Santiago Tamayo Soler

Santiago is a Montreal-based interdisciplinary artist working mostly in video, performance art and painting. Following a degree in Film Studies at the Universidad del Cine in Buenos Aires, Argentina, he is currently completing a Bachelor in Fine Arts at Concordia University. Interested in the intersection of fictional narratives, cinema and live action, Santiago’s work tries to translate and integrate various elements from cinematographic language to the live action, through ritualistic studies and practices. 

Ana Carolina von Hertwig

Ana Carolina von Hertwig is a Brazilian media artist based in Montreal, completing a Master of Fine Arts in Intermedia at Concordia University. Her research explores unconventional hybrid storytelling techniques.
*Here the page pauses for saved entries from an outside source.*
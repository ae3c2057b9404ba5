//! Add-on self-description (`addon.ini`).
//!
//! Every add-on directory carries an INI file at its root:
//!
//! ```text
//! [addon]
//! id = plugin.video.dropout
//! version = 1.2.0
//! name = Dropout
//! summary = Watch Dropout videos
//!
//! [requires]
//! xbmc.python = 3.0.0
//! ```
//!
//! `id` and `version` are required and validated. Everything else in
//! `[addon]` and the whole `[requires]` section is passed through to the
//! manifest untouched.

use std::collections::BTreeMap;
use std::fmt;
use std::fs;
use std::io;
use std::path::{Path, PathBuf};

use ini::Ini;
use thiserror::Error;

use super::{AddonId, AddonVersion, VersionScheme};

/// File name of the self-description inside an add-on directory.
pub const DESCRIPTOR_FILENAME: &str = "addon.ini";

const ADDON_SECTION: &str = "addon";
const REQUIRES_SECTION: &str = "requires";

/// Reasons a self-description cannot be turned into an [`AddonDescriptor`].
#[derive(Debug, Error)]
pub enum DescriptorError {
    /// The directory has no descriptor file.
    #[error("missing {}", DESCRIPTOR_FILENAME)]
    Missing,

    /// The descriptor exists but could not be read.
    #[error("failed to read {}: {source}", path.display())]
    Unreadable { path: PathBuf, source: io::Error },

    /// The descriptor is not valid INI.
    #[error("{} is not valid INI: {0}", DESCRIPTOR_FILENAME)]
    Syntax(String),

    /// The `[addon]` section is absent.
    #[error("{} has no [addon] section", DESCRIPTOR_FILENAME)]
    MissingSection,

    /// A required key is absent or empty.
    #[error("{} is missing required field '{0}'", DESCRIPTOR_FILENAME)]
    MissingField(&'static str),

    /// The id is unsafe or malformed.
    #[error("invalid id: {0}")]
    InvalidId(String),

    /// The version does not parse under the configured scheme.
    #[error("invalid version: {0}")]
    InvalidVersion(String),
}

/// One installable unit at one version.
#[derive(Debug, Clone)]
pub struct AddonDescriptor {
    /// Stable identifier, unique per version within a build.
    pub id: AddonId,

    /// Declared version.
    pub version: AddonVersion,

    /// Unpackaged directory tree. Read-only to the builder.
    pub source_path: PathBuf,

    /// Remaining `[addon]` fields (name, summary, ...), passed through.
    pub metadata: BTreeMap<String, String>,

    /// `[requires]` section: add-on id to minimum version, passed through.
    pub requires: BTreeMap<String, String>,
}

impl AddonDescriptor {
    /// Human-facing name, falling back to the id.
    pub fn display_name(&self) -> &str {
        self.metadata
            .get("name")
            .map(String::as_str)
            .unwrap_or_else(|| self.id.as_str())
    }
}

impl fmt::Display for AddonDescriptor {
    fn fmt(&self, f: &mut fmt::Formatter<'_>) -> fmt::Result {
        write!(f, "{} v{}", self.id, self.version)
    }
}

/// Check whether a directory carries a descriptor file.
pub fn has_descriptor(dir: &Path) -> bool {
    dir.join(DESCRIPTOR_FILENAME).is_file()
}

/// Read and parse the descriptor of the add-on rooted at `dir`.
pub fn read_descriptor(
    dir: &Path,
    scheme: VersionScheme,
) -> Result<AddonDescriptor, DescriptorError> {
    let path = dir.join(DESCRIPTOR_FILENAME);
    let content = fs::read_to_string(&path).map_err(|e| match e.kind() {
        io::ErrorKind::NotFound => DescriptorError::Missing,
        _ => DescriptorError::Unreadable {
            path: path.clone(),
            source: e,
        },
    })?;

    parse_descriptor(&content, dir, scheme)
}

/// Parse descriptor text for the add-on rooted at `source_path`.
pub fn parse_descriptor(
    content: &str,
    source_path: &Path,
    scheme: VersionScheme,
) -> Result<AddonDescriptor, DescriptorError> {
    let ini = Ini::load_from_str(content).map_err(|e| DescriptorError::Syntax(e.to_string()))?;

    let section = ini
        .section(Some(ADDON_SECTION))
        .ok_or(DescriptorError::MissingSection)?;

    let required = |key: &'static str| {
        section
            .get(key)
            .map(str::trim)
            .filter(|v| !v.is_empty())
            .ok_or(DescriptorError::MissingField(key))
    };

    let id = AddonId::parse(required("id")?).map_err(DescriptorError::InvalidId)?;
    let version = scheme
        .parse(required("version")?)
        .map_err(DescriptorError::InvalidVersion)?;

    let metadata = section
        .iter()
        .filter(|(key, _)| *key != "id" && *key != "version")
        .map(|(key, value)| (key.to_string(), value.trim().to_string()))
        .collect();

    let requires = ini
        .section(Some(REQUIRES_SECTION))
        .map(|deps| {
            deps.iter()
                .map(|(key, value)| (key.to_string(), value.trim().to_string()))
                .collect()
        })
        .unwrap_or_default();

    Ok(AddonDescriptor {
        id,
        version,
        source_path: source_path.to_path_buf(),
        metadata,
        requires,
    })
}
use std::{env, io, path::PathBuf};

use anyhow::{Context, Result};

const APPLICATION_DIR: &str = "focustally";

/// Returns the application directory, creating it when missing. The database, logs and the
/// optional `config.toml` all live here.
pub fn create_application_default_path() -> Result<PathBuf> {
    let path = default_application_path()?;

    match std::fs::create_dir_all(&path) {
        Ok(_) => Ok(path),
        Err(v) if v.kind() == io::ErrorKind::AlreadyExists => Ok(path),
        Err(v) => Err(v).with_context(|| format!("Failed to create {path:?}")),
    }
}

fn default_application_path() -> Result<PathBuf> {
    cfg_if::cfg_if! {
        if #[cfg(windows)] {
            let mut path = PathBuf::from(env::var("APPDATA").context("APPDATA should be present on Windows")?);
            path.push(APPLICATION_DIR);
            Ok(path)
        } else if #[cfg(target_os = "macos")] {
            let mut path = PathBuf::from(env::var("HOME").context("HOME is not set")?);
            path.push("Library/Application Support");
            path.push(APPLICATION_DIR);
            Ok(path)
        } else {
            let mut path = env::var("XDG_STATE_HOME")
                .map(PathBuf::from)
                .or_else(|_| {
                    env::var("HOME").map(|home| {
                        let mut path = PathBuf::from(home);
                        path.push(".local/state");
                        path
                    })
                })
                .context("Couldn't find neither XDG_STATE_HOME nor HOME")?;
            path.push(APPLICATION_DIR);
            Ok(path)
        }
    }
}
use std::{path::Path, sync::Arc};

use chrono::NaiveDateTime;
use rusqlite::{params, Connection, Row};
use tracing::{debug, info, instrument};

use crate::utils::time::SAMPLE_TIMESTAMP_FORMAT;

use super::{entities::Sample, ActivityStore, StoreError};

const SCHEMA: &str = "
CREATE TABLE IF NOT EXISTS activities (
    timestamp TEXT NOT NULL,
    app_name TEXT NOT NULL,
    window_title TEXT NOT NULL,
    url TEXT,
    session TEXT
);
CREATE INDEX IF NOT EXISTS idx_activities_session ON activities(session);
";

/// [ActivityStore] backed by a single SQLite table. Every append is its own autocommitted
/// statement, so a crash loses at most the sample being written.
pub struct SqliteActivityStore {
    conn: Option<Connection>,
}

impl SqliteActivityStore {
    /// Opens the database at `path`, creating the file, its directory and the table if needed.
    #[instrument]
    pub fn open(path: &Path) -> Result<Self, StoreError> {
        if let Some(parent) = path.parent().filter(|p| !p.as_os_str().is_empty()) {
            std::fs::create_dir_all(parent)?;
        }
        let conn = Connection::open(path)?;
        info!("Opened activity log");
        Self::with_connection(conn)
    }

    pub fn open_in_memory() -> Result<Self, StoreError> {
        Self::with_connection(Connection::open_in_memory()?)
    }

    fn with_connection(conn: Connection) -> Result<Self, StoreError> {
        conn.execute_batch(SCHEMA)?;
        Ok(Self { conn: Some(conn) })
    }

    fn connection(&self) -> Result<&Connection, StoreError> {
        self.conn.as_ref().ok_or(StoreError::Closed)
    }

    /// All samples in insertion order.
    pub fn samples(&self) -> Result<Vec<Sample>, StoreError> {
        let conn = self.connection()?;
        let mut statement = conn.prepare(
            "SELECT timestamp, app_name, window_title, url, session FROM activities ORDER BY rowid",
        )?;
        let rows = statement.query_map([], RawSample::from_row)?;
        rows.map(|row| row?.into_sample()).collect()
    }

    /// Samples recorded while the session named `label` was active, in insertion order.
    pub fn samples_for_session(&self, label: &str) -> Result<Vec<Sample>, StoreError> {
        let conn = self.connection()?;
        let mut statement = conn.prepare(
            "SELECT timestamp, app_name, window_title, url, session FROM activities
             WHERE session = ?1 ORDER BY rowid",
        )?;
        let rows = statement.query_map([label], RawSample::from_row)?;
        rows.map(|row| row?.into_sample()).collect()
    }
}

impl ActivityStore for SqliteActivityStore {
    fn append(&mut self, sample: &Sample) -> Result<(), StoreError> {
        let conn = self.connection()?;
        conn.execute(
            "INSERT INTO activities (timestamp, app_name, window_title, url, session)
             VALUES (?1, ?2, ?3, ?4, ?5)",
            params![
                sample.timestamp.format(SAMPLE_TIMESTAMP_FORMAT).to_string(),
                sample.app_name.as_ref(),
                sample.window_title.as_ref(),
                sample.url.as_deref(),
                sample.session.as_deref(),
            ],
        )?;
        debug!("Stored sample {:?}", sample);
        Ok(())
    }

    fn close(&mut self) -> Result<(), StoreError> {
        let Some(conn) = self.conn.take() else {
            return Ok(());
        };
        conn.close().map_err(|(_, e)| StoreError::Sqlite(e))?;
        info!("Closed activity log");
        Ok(())
    }
}

/// Row as read from sqlite, before the timestamp is parsed.
struct RawSample {
    timestamp: String,
    app_name: String,
    window_title: String,
    url: Option<String>,
    session: Option<String>,
}

impl RawSample {
    fn from_row(row: &Row<'_>) -> rusqlite::Result<Self> {
        Ok(Self {
            timestamp: row.get(0)?,
            app_name: row.get(1)?,
            window_title: row.get(2)?,
            url: row.get(3)?,
            session: row.get(4)?,
        })
    }

    fn into_sample(self) -> Result<Sample, StoreError> {
        let timestamp = NaiveDateTime::parse_from_str(&self.timestamp, SAMPLE_TIMESTAMP_FORMAT)
            .map_err(|source| StoreError::InvalidTimestamp {
                value: self.timestamp.clone(),
                source,
            })?;
        Ok(Sample {
            timestamp,
            app_name: self.app_name.into(),
            window_title: self.window_title.into(),
            url: self.url.map(Arc::from),
            session: self.session.map(Arc::from),
        })
    }
}
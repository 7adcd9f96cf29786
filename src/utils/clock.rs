use async_trait::async_trait;
use chrono::{DateTime, Utc};
use tokio::time::Instant;

/// Source of wall-clock time, monotonic instants and sleeping for the tracker. Deltas between
/// samples are always measured with [Clock::instant] so that wall-clock jumps can't produce
/// negative durations.
#[async_trait]
pub trait Clock: Sync + Send + 'static {
    fn time(&self) -> DateTime<Utc>;

    fn instant(&self) -> Instant;

    async fn sleep_until(&self, instant: Instant);
}

pub struct DefaultClock;

#[async_trait]
impl Clock for DefaultClock {
    fn time(&self) -> DateTime<Utc> {
        Utc::now()
    }

    fn instant(&self) -> Instant {
        Instant::now()
    }

    async fn sleep_until(&self, instant: Instant) {
        tokio::time::sleep_until(instant).await;
    }
}

/// Clock whose wall time moves together with tokio's (possibly paused) time. Used by tests.
#[cfg(test)]
#[derive(Clone)]
pub struct TestClock {
    start_time: DateTime<Utc>,
    reference: Instant,
}

#[cfg(test)]
impl TestClock {
    pub fn starting_at(start_time: DateTime<Utc>) -> Self {
        Self {
            start_time,
            reference: Instant::now(),
        }
    }
}

#[cfg(test)]
#[async_trait]
impl Clock for TestClock {
    fn time(&self) -> DateTime<Utc> {
        self.start_time + self.reference.elapsed()
    }

    fn instant(&self) -> Instant {
        Instant::now()
    }

    async fn sleep_until(&self, instant: Instant) {
        tokio::time::sleep_until(instant).await;
    }
}
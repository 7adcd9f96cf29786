use std::sync::Arc;

use chrono::NaiveDateTime;

use crate::probe::FocusSnapshot;

/// One observation of the focused application. Created once per tick that produced a usable
/// snapshot and never modified afterwards.
#[derive(PartialEq, Eq, Debug, Clone)]
pub struct Sample {
    /// Local wall-clock time, second precision.
    pub timestamp: NaiveDateTime,
    pub app_name: Arc<str>,
    pub window_title: Arc<str>,
    pub url: Option<Arc<str>>,
    /// Label of the session active when the sample was taken.
    pub session: Option<Arc<str>>,
}

impl Sample {
    pub fn new(timestamp: NaiveDateTime, snapshot: FocusSnapshot, session: Option<Arc<str>>) -> Self {
        let FocusSnapshot {
            app_name,
            window_title,
            url,
        } = snapshot;
        Self {
            timestamp,
            app_name,
            window_title,
            url,
            session,
        }
    }
}
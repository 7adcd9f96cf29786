//! The sampling and aggregation loop, and everything it owns.

use std::io::Write;

use anyhow::{Context, Result};
use tokio::io::{AsyncBufRead, BufReader};
use tokio_util::sync::CancellationToken;
use tracing::info;

use crate::{
    cli::render::Console,
    config::TrackerConfig,
    probe::{platform_probe, FocusProbe},
    storage::{sqlite::SqliteActivityStore, ActivityStore},
    utils::clock::{Clock, DefaultClock},
};

use tracking_loop::{ExitReason, LoopSettings, TrackingLoop};

pub mod activity;
pub mod aggregator;
pub mod command;
pub mod session;
pub mod shutdown;
pub mod state;
pub mod tracking_loop;

/// Runs the tracker in the current terminal until the user quits or interrupts it.
pub async fn start_tracking(config: TrackerConfig) -> Result<ExitReason> {
    let probe = platform_probe(config.browsers.clone(), config.probe_timeout())?;
    let store = SqliteActivityStore::open(&config.database_path)
        .with_context(|| format!("Failed to open activity log {:?}", config.database_path))?;

    let shutdown_token = CancellationToken::new();

    let tracking_loop = create_tracking_loop(
        probe,
        store,
        BufReader::new(tokio::io::stdin()),
        Console::stdout(),
        DefaultClock,
        &shutdown_token,
        &config,
    );

    let (_, result) = tokio::join!(shutdown::detect_shutdown(shutdown_token.clone()), async {
        let result = tracking_loop.run().await;
        // Releases the interrupt watcher once the loop is done.
        shutdown_token.cancel();
        result
    });

    let (reason, state) = result?;
    info!(
        "Tracked {} activities during {:?}",
        state.aggregate.len(),
        state.elapsed(DefaultClock.instant())
    );
    Ok(reason)
}

fn create_tracking_loop<S, R, W>(
    probe: Box<dyn FocusProbe>,
    store: S,
    input: R,
    console: Console<W>,
    clock: impl Clock,
    shutdown_token: &CancellationToken,
    config: &TrackerConfig,
) -> TrackingLoop<S, R, W>
where
    S: ActivityStore,
    R: AsyncBufRead + Unpin,
    W: Write,
{
    TrackingLoop::new(
        probe,
        store,
        input,
        console,
        Box::new(clock),
        shutdown_token.clone(),
        LoopSettings {
            period: config.poll_interval(),
            top_activities: config.top_activities,
        },
    )
}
Conceptually, she is investigating the abstraction of language and the idea of unspeakable/unreadable/untranslatable matter, and the enduring sensations created from ephemeral events/memories/feelings that are for the artist tangible and intangible at the same time. Carolina von Hertwig is interested in translating our most intimate world, states of mind and personal labyrinths into environments that provoke awareness and sensations of déjà vu in the public.

Michelle Lacombe, invited artist

Michelle Lacombe (Montreal, QC) has developed a uniquely conceptual body-based practice since obtaining her BFA from Concordia University in 2006. Her performance work, often short in duration, uses simple gestures, mark-making, and strategies of discomfort to explore the evocative quality of the unspectacular, as well as to complicate the reading of her body. Recipient of the 2015 Bourse Plein Sud, her work has been shown in Canada and abroad in the context of performance events, exhibitions, and colloquiums. Her artistic practice is paralleled by a commitment to supporting undisciplined forms of art making. She is currently the director of VIVA! Art Action.